Les paroles de Vargrave étaient adroites et éloquentes ; ses discours étaient de nature à gagner sa cause ; mais ses manières, son accent, manquaient de conviction, de vérité. C’était là son défaut : le défaut qui caractérisait toutes ses tentatives pour séduire ou entraîner les autres, dans la vie publique comme dans la vie privée. Il n’y avait point de cœur, point de vraie passion dans ce qu’il entreprenait. Il savait convaincre les autres de son habileté ; mais cette conviction restait imparfaite parce qu’il ne pouvait les convaincre de sa bonne foi. Il lui manquait la qualité essentielle de la puissance de l’âme : la sincérité ; le cœur manquait à lord Vargrave pour être véritablement un grand homme. Néanmoins Éveline fut touchée de ses paroles.

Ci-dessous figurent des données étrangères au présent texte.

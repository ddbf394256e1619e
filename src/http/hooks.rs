use super::{Request, Response};
use crate::error::{HttpErrorKind, TransportCode};
use std::sync::Arc;
use thiserror::Error;

/// Failure raised by a hook. It is treated exactly like a native failure of the
/// wrapped kind.
#[derive(Debug, Error)]
#[error(transparent)]
pub struct HookError(#[from] HttpErrorKind);

impl HookError {
    pub fn new(kind: HttpErrorKind) -> Self {
        Self(kind)
    }

    pub fn user_cancelled(message: impl Into<String>) -> Self {
        Self(HttpErrorKind::UserCancelled(message.into()))
    }

    pub fn status(status: u16, message: impl Into<String>) -> Self {
        Self(HttpErrorKind::ResponseStatusCode {
            status,
            message: message.into(),
        })
    }

    pub fn transport(code: TransportCode, message: impl Into<String>) -> Self {
        Self(HttpErrorKind::Transport {
            code,
            message: message.into(),
        })
    }

    pub fn into_kind(self) -> HttpErrorKind {
        self.0
    }
}

/// Runs before a request is sent and may rewrite it
pub type BeforeHook = Arc<dyn Fn(&mut Request) -> Result<(), HookError> + Send + Sync>;

/// Runs after a response arrives and may rewrite it
pub type AfterHook = Arc<dyn Fn(&Request, &mut Response) -> Result<(), HookError> + Send + Sync>;

#[derive(Clone, Default)]
pub struct Hooks {
    before: Vec<BeforeHook>,
    after: Vec<AfterHook>,
}

impl std::fmt::Debug for Hooks {
    fn fmt(&self, f: &mut std::fmt::Formatter<'_>) -> std::fmt::Result {
        f.debug_struct("Hooks")
            .field("before", &self.before.len())
            .field("after", &self.after.len())
            .finish()
    }
}

impl Hooks {
    pub fn new() -> Self {
        Self::default()
    }

    pub fn before(mut self, hook: BeforeHook) -> Self {
        self.before.push(hook);
        self
    }

    pub fn after(mut self, hook: AfterHook) -> Self {
        self.after.push(hook);
        self
    }

    pub fn run_before(&self, request: &mut Request) -> Result<(), HookError> {
        for hook in &self.before {
            hook(request)?;
        }
        Ok(())
    }

    pub fn run_after(&self, request: &Request, response: &mut Response) -> Result<(), HookError> {
        for hook in &self.after {
            hook(request, response)?;
        }
        Ok(())
    }
}
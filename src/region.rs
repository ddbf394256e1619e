//! Storage regions and their upload endpoints.

use crate::error::{HttpError, HttpErrorKind, Result, RetryKind};
use crate::http::{HttpCaller, Method, Request};
use serde::{Deserialize, Serialize};
use tracing::{debug, warn};

/// Which upload protocol an endpoint will serve
#[derive(Debug, Clone, Copy, PartialEq, Eq, Hash, Serialize, Deserialize)]
pub enum UpPurpose {
    /// Single multipart form POST
    Direct,
    /// `mkblk`/`mkfile` resumable protocol
    Chunked,
}

#[derive(Debug, Clone, PartialEq, Eq, Serialize, Deserialize)]
pub struct Region {
    id: String,
    direct_hosts: Vec<String>,
    chunked_hosts: Vec<String>,
}

const BUILTIN_REGIONS: &[(&str, &[&str], &[&str])] = &[
    (
        "z0",
        &["up.qiniup.com", "upload.qiniup.com", "up-jjh.qiniup.com"],
        &["upload.qiniup.com", "up.qiniup.com", "up-jjh.qiniup.com"],
    ),
    (
        "z1",
        &["up-z1.qiniup.com", "upload-z1.qiniup.com"],
        &["upload-z1.qiniup.com", "up-z1.qiniup.com"],
    ),
    (
        "z2",
        &["up-z2.qiniup.com", "upload-z2.qiniup.com"],
        &["upload-z2.qiniup.com", "up-z2.qiniup.com"],
    ),
    (
        "na0",
        &["up-na0.qiniup.com", "upload-na0.qiniup.com"],
        &["upload-na0.qiniup.com", "up-na0.qiniup.com"],
    ),
    (
        "as0",
        &["up-as0.qiniup.com", "upload-as0.qiniup.com"],
        &["upload-as0.qiniup.com", "up-as0.qiniup.com"],
    ),
];

impl Region {
    /// A region with caller-supplied hosts. Hosts may carry a scheme, which then wins
    /// over the `use_https` setting.
    pub fn custom(
        id: impl Into<String>,
        direct_hosts: Vec<String>,
        chunked_hosts: Vec<String>,
    ) -> Self {
        Self {
            id: id.into(),
            direct_hosts,
            chunked_hosts,
        }
    }

    pub fn by_id(id: &str) -> Option<Self> {
        BUILTIN_REGIONS
            .iter()
            .find(|(region_id, _, _)| *region_id == id)
            .map(|(region_id, direct, chunked)| Self {
                id: region_id.to_string(),
                direct_hosts: direct.iter().map(|h| h.to_string()).collect(),
                chunked_hosts: chunked.iter().map(|h| h.to_string()).collect(),
            })
    }

    pub fn all_builtin() -> Vec<Self> {
        BUILTIN_REGIONS
            .iter()
            .filter_map(|(id, _, _)| Self::by_id(id))
            .collect()
    }

    pub fn id(&self) -> &str {
        &self.id
    }

    pub fn hosts(&self, purpose: UpPurpose) -> &[String] {
        match purpose {
            UpPurpose::Direct => &self.direct_hosts,
            UpPurpose::Chunked => &self.chunked_hosts,
        }
    }

    /// Endpoint base URLs in priority order
    pub fn urls(&self, purpose: UpPurpose, use_https: bool) -> Vec<String> {
        self.hosts(purpose)
            .iter()
            .map(|host| {
                if host.starts_with("http://") || host.starts_with("https://") {
                    host.trim_end_matches('/').to_string()
                } else if use_https {
                    format!("https://{}", host)
                } else {
                    format!("http://{}", host)
                }
            })
            .collect()
    }

    /// Asks the bucket-configuration service which region serves `bucket`.
    pub async fn query(
        caller: &dyn HttpCaller,
        uc_url: &str,
        access_key: &str,
        bucket: &str,
    ) -> Result<Vec<Region>> {
        let url = format!(
            "{}/v2/query?ak={}&bucket={}",
            uc_url.trim_end_matches('/'),
            access_key,
            bucket
        );
        debug!(bucket = bucket, url = %url, "Querying bucket region");

        let request = Request::new(Method::Get, url.clone());
        let response = caller.call(&request).await.map_err(|e| e.with_endpoint(uc_url))?;
        if !(200..300).contains(&response.status) {
            return Err(HttpError::unretryable(HttpErrorKind::ResponseStatusCode {
                status: response.status,
                message: String::from_utf8_lossy(&response.body).into_owned(),
            })
            .with_endpoint(uc_url)
            .into());
        }

        let body: QueryResponse = serde_json::from_slice(&response.body).map_err(|e| {
            HttpError::new(HttpErrorKind::Json(e.to_string()), RetryKind::Retryable)
                .with_endpoint(uc_url)
        })?;

        let mut hosts = Vec::new();
        for group in [&body.up.acc, &body.up.src] {
            for host in group.main.iter().chain(group.backup.iter()) {
                if !hosts.contains(host) {
                    hosts.push(host.clone());
                }
            }
        }
        if hosts.is_empty() {
            warn!(bucket = bucket, "Region query returned no upload hosts");
            return Ok(Vec::new());
        }

        let id = body.region.unwrap_or_else(|| "queried".to_string());
        Ok(vec![Region::custom(id, hosts.clone(), hosts)])
    }
}

#[derive(Debug, Deserialize)]
struct QueryResponse {
    #[serde(default)]
    region: Option<String>,
    up: QueryUpHosts,
}

#[derive(Debug, Default, Deserialize)]
struct QueryUpHosts {
    #[serde(default)]
    acc: HostGroup,
    #[serde(default)]
    src: HostGroup,
}

#[derive(Debug, Default, Deserialize)]
struct HostGroup {
    #[serde(default)]
    main: Vec<String>,
    #[serde(default)]
    backup: Vec<String>,
}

Elle lui abandonna passivement la main dont il s’était ressaisi, et lui dit d’une voix timide :

« Pourquoi, avec des sentiments si généreux et si confiants, pourquoi m’aimez-vous, moi qui ne puis vous rendre dignement votre affection ? Non, lord Vargrave ; il y a beaucoup de femmes qui doivent vous voir avec des yeux plus éclairés que les miens, beaucoup de femmes plus belles et même plus riches que moi. Vraiment, ah ! vraiment, cela ne se peut pas. N’en soyez pas offensé, mais songez que cette fortune m’a été laissée à une condition que je ne puis pas, que je ne dois pas remplir. Si je manque à cette condition, en toute équité, en tout honneur, la fortune doit vous revenir.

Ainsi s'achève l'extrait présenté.